1932 general aviation aircraft family by Focke-Wulf

The Focke-Wulf Fw 44 Stieglitz (Goldfinch) is a twin-seat biplane designed and produced by the German aircraft manufacturer Focke-Wulf. It was the company's first major international success.

The Fw 44 had a relatively conventional layout for a biplane, possessing a pair of open cockpits that were arranged in tandem; both cockpits were equipped with flight controls and instrumentation. The aircraft had straight untapered wings, fixed tailwheel landing gear, and was typically powered by a Siemens-Halske Sh 14 radial engine. It was furnished with ailerons on both upper and lower wings, but did not use flaps. The design team was headed by Kurt Tank. Intended for use as a pilot training and sports aircraft, the first prototype conducted its maiden flight in the latter half of 1932; while initially proving to be troublesome, remedial modifications and design tweaks quickly adapted the Fw 44 into a suitable aircraft for performing aerobatic manoeuvres, a feat which numerous noted pilots took advantage of.

The aircraft quickly garnered substantial orders from flight schools and flying clubs, both in Germany and abroad. The rate of orders was such that not only did Focke-Wulf establish a second factory but multiple licences were issued to other companies, leading to the Fw 44 being produced in several other countries. The Fw 44C had been considered to be the definitive version of the aircraft, it was powered by a Siemens-Halske Sh 14 radial engine. On several occasions, the type saw key military use; the Republic of China Air Force had their aircraft adapted for frontline combat during the Second Sino-Japanese War.
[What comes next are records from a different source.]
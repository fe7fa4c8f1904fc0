//! Format tag enumeration.

use serde::{Deserialize, Serialize};
use std::fmt;

/// Classification of a document's container format.
///
/// Produced by [`sniff`](super::sniff) from the leading bytes of a buffer and
/// refined by [`probe`](super::probe) for container formats.
#[derive(Debug, Clone, Copy, PartialEq, Eq, Hash, Serialize, Deserialize)]
pub enum FormatTag {
    /// Plain text (UTF-8, or any encoding announced by a byte order mark)
    PlainText,
    /// Portable Document Format
    Pdf,
    /// Rich Text Format
    Rtf,
    /// ZIP archive whose document type is not known yet, or a generic archive
    ZipContainer,
    /// Word document (OOXML, .docx/.docm/.dotx)
    Docx,
    /// Excel workbook (OOXML, .xlsx/.xlsm/.xltx)
    Xlsx,
    /// Excel binary workbook (.xlsb)
    Xlsb,
    /// PowerPoint presentation (OOXML, .pptx/.pptm/.ppsx)
    Pptx,
    /// OpenDocument Text (.odt)
    Odt,
    /// OpenDocument Spreadsheet (.ods)
    Ods,
    /// OpenDocument Presentation (.odp)
    Odp,
    /// EPUB e-book
    Epub,
    /// OLE2 compound file whose document type is not known yet
    OleCompound,
    /// Word 97-2003 document (.doc)
    Doc,
    /// Excel 97-2003 workbook (.xls)
    Xls,
    /// PowerPoint 97-2003 presentation (.ppt)
    Ppt,
    /// Nothing recognizable
    Unknown,
}

impl FormatTag {
    /// Short human-readable name of the format.
    pub const fn name(&self) -> &'static str {
        match self {
            FormatTag::PlainText => "plain text",
            FormatTag::Pdf => "PDF",
            FormatTag::Rtf => "RTF",
            FormatTag::ZipContainer => "ZIP",
            FormatTag::Docx => "DOCX",
            FormatTag::Xlsx => "XLSX",
            FormatTag::Xlsb => "XLSB",
            FormatTag::Pptx => "PPTX",
            FormatTag::Odt => "ODT",
            FormatTag::Ods => "ODS",
            FormatTag::Odp => "ODP",
            FormatTag::Epub => "EPUB",
            FormatTag::OleCompound => "OLE2",
            FormatTag::Doc => "DOC",
            FormatTag::Xls => "XLS",
            FormatTag::Ppt => "PPT",
            FormatTag::Unknown => "unknown",
        }
    }

    /// IANA media type of the format.
    pub const fn mime_type(&self) -> &'static str {
        match self {
            FormatTag::PlainText => "text/plain",
            FormatTag::Pdf => "application/pdf",
            FormatTag::Rtf => "application/rtf",
            FormatTag::ZipContainer => "application/zip",
            FormatTag::Docx => {
                "application/vnd.openxmlformats-officedocument.wordprocessingml.document"
            },
            FormatTag::Xlsx => "application/vnd.openxmlformats-officedocument.spreadsheetml.sheet",
            FormatTag::Xlsb => "application/vnd.ms-excel.sheet.binary.macroEnabled.12",
            FormatTag::Pptx => {
                "application/vnd.openxmlformats-officedocument.presentationml.presentation"
            },
            FormatTag::Odt => "application/vnd.oasis.opendocument.text",
            FormatTag::Ods => "application/vnd.oasis.opendocument.spreadsheet",
            FormatTag::Odp => "application/vnd.oasis.opendocument.presentation",
            FormatTag::Epub => "application/epub+zip",
            FormatTag::OleCompound => "application/x-ole-storage",
            FormatTag::Doc => "application/msword",
            FormatTag::Xls => "application/vnd.ms-excel",
            FormatTag::Ppt => "application/vnd.ms-powerpoint",
            FormatTag::Unknown => "application/octet-stream",
        }
    }

    /// Whether the tag names a container that still has to be probed.
    #[inline]
    pub const fn is_container(&self) -> bool {
        matches!(self, FormatTag::ZipContainer | FormatTag::OleCompound)
    }
}

impl fmt::Display for FormatTag {
    fn fmt(&self, f: &mut fmt::Formatter<'_>) -> fmt::Result {
        f.write_str(self.name())
    }
}

#[cfg(test)]
mod tests {
    use super::*;

    #[test]
    fn test_display_uses_name() {
        assert_eq!(FormatTag::Docx.to_string(), "DOCX");
        assert_eq!(FormatTag::PlainText.to_string(), "plain text");
    }

    #[test]
    fn test_containers() {
        assert!(FormatTag::ZipContainer.is_container());
        assert!(FormatTag::OleCompound.is_container());
        assert!(!FormatTag::Docx.is_container());
        assert!(!FormatTag::Unknown.is_container());
    }
}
The Luftwaffe operated numerous Fw 44s, both before and during the Second World War.

==Design and development==
During the mid-1920s, the recently formed German aircraft manufacturer Focke-Wulf commenced limited production of their first civil-orientated aircraft, such as the Focke-Wulf A 16. In 1931, the company benefitted from two key events, the merger of rival aircraft manufacturer Albatros Flugzeugwerke with Focke-Wulf and the arrival of the capable aeronautical engineer Kurt Tank as the leader of the firm's design department. In this capacity, Tank played a key role in the development of what would become the Fw 44, which commenced that same year.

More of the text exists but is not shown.